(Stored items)

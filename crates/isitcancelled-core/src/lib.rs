//! # IsItCancelled Core
//!
//! Core types shared by the IsItCancelled API crates.
//!
//! - [`errors`]: Application error type with HTTP response conversion
//!
//! # Example
//!
//! ```ignore
//! use isitcancelled_core::AppError;
//!
//! let error = AppError::bad_request(anyhow::anyhow!("class_id is required"));
//! ```

pub mod errors;

pub use errors::{AppError, ErrorResponse};
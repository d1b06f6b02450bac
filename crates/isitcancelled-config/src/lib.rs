//! # IsItCancelled Config
//!
//! Configuration types for the IsItCancelled API.
//!
//! - [`cors`]: CORS (Cross-Origin Resource Sharing) configuration
//! - [`server`]: Listener settings
//!
//! Redis settings live next to the cache client in `isitcancelled-cache`.
//!
//! # Example
//!
//! ```ignore
//! use isitcancelled_config::{CorsConfig, ServerConfig};
//!
//! let cors_config = CorsConfig::from_env();
//! let server_config = ServerConfig::default();
//! ```

pub mod cors;
pub mod server;

pub use cors::CorsConfig;
pub use server::ServerConfig;
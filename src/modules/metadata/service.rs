use tracing::{debug, instrument, warn};

use isitcancelled_cache::{CacheError, CacheStore, keys};
use isitcancelled_core::AppError;

use crate::modules::metadata::model::MetadataFragments;

pub struct MetadataService;

impl MetadataService {
    /// Reads the metadata document and splits it into its fragments.
    ///
    /// The document is fetched and parsed on every call. Any failure maps to
    /// the uniform 404.
    #[instrument(skip(cache), fields(cache.backend = cache.backend()))]
    pub async fn fetch_metadata(cache: &dyn CacheStore) -> Result<MetadataFragments, AppError> {
        let raw = cache
            .get_raw(&keys::metadata::document())
            .await
            .map_err(|e| {
                debug!(error = %e, "Metadata document unavailable");
                AppError::resource_not_found()
            })?;

        MetadataFragments::decompose(&raw).map_err(|e: CacheError| {
            warn!(error = %e, "Cached metadata document is not a JSON object");
            AppError::resource_not_found()
        })
    }
}
//! The read interface shared by every cache backend.

use async_trait::async_trait;

/// Error type for cache operations.
#[derive(Debug, thiserror::Error)]
pub enum CacheError {
    #[error("Redis connection error: {0}")]
    Connection(#[from] ::redis::RedisError),

    #[error("Deserialization error: {0}")]
    Decode(#[from] serde_json::Error),

    #[error("Cache miss")]
    Miss,
}

/// A read-only view of the cache.
///
/// Implementations must be safe to share between concurrent request handlers
/// without external locking.
#[async_trait]
pub trait CacheStore: Send + Sync {
    /// Returns the raw string stored under `key`.
    ///
    /// # Errors
    ///
    /// `CacheError::Miss` when the key does not exist, `CacheError::Connection`
    /// when the backend cannot be reached or rejects the command.
    async fn get_raw(&self, key: &str) -> Result<String, CacheError>;

    /// Human readable backend name for startup logs.
    fn backend(&self) -> &'static str;
}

◆ Aim of the exercise:
If a line in the data above holds the string "MetadataFragments", report that line.

◆ Reply to the exercise:
use crate::modules::metadata::model::MetadataFragments;
    pub async fn fetch_metadata(cache: &dyn CacheStore) -> Result<MetadataFragments, AppError> {
        MetadataFragments::decompose(&raw).map_err(|e: CacheError| {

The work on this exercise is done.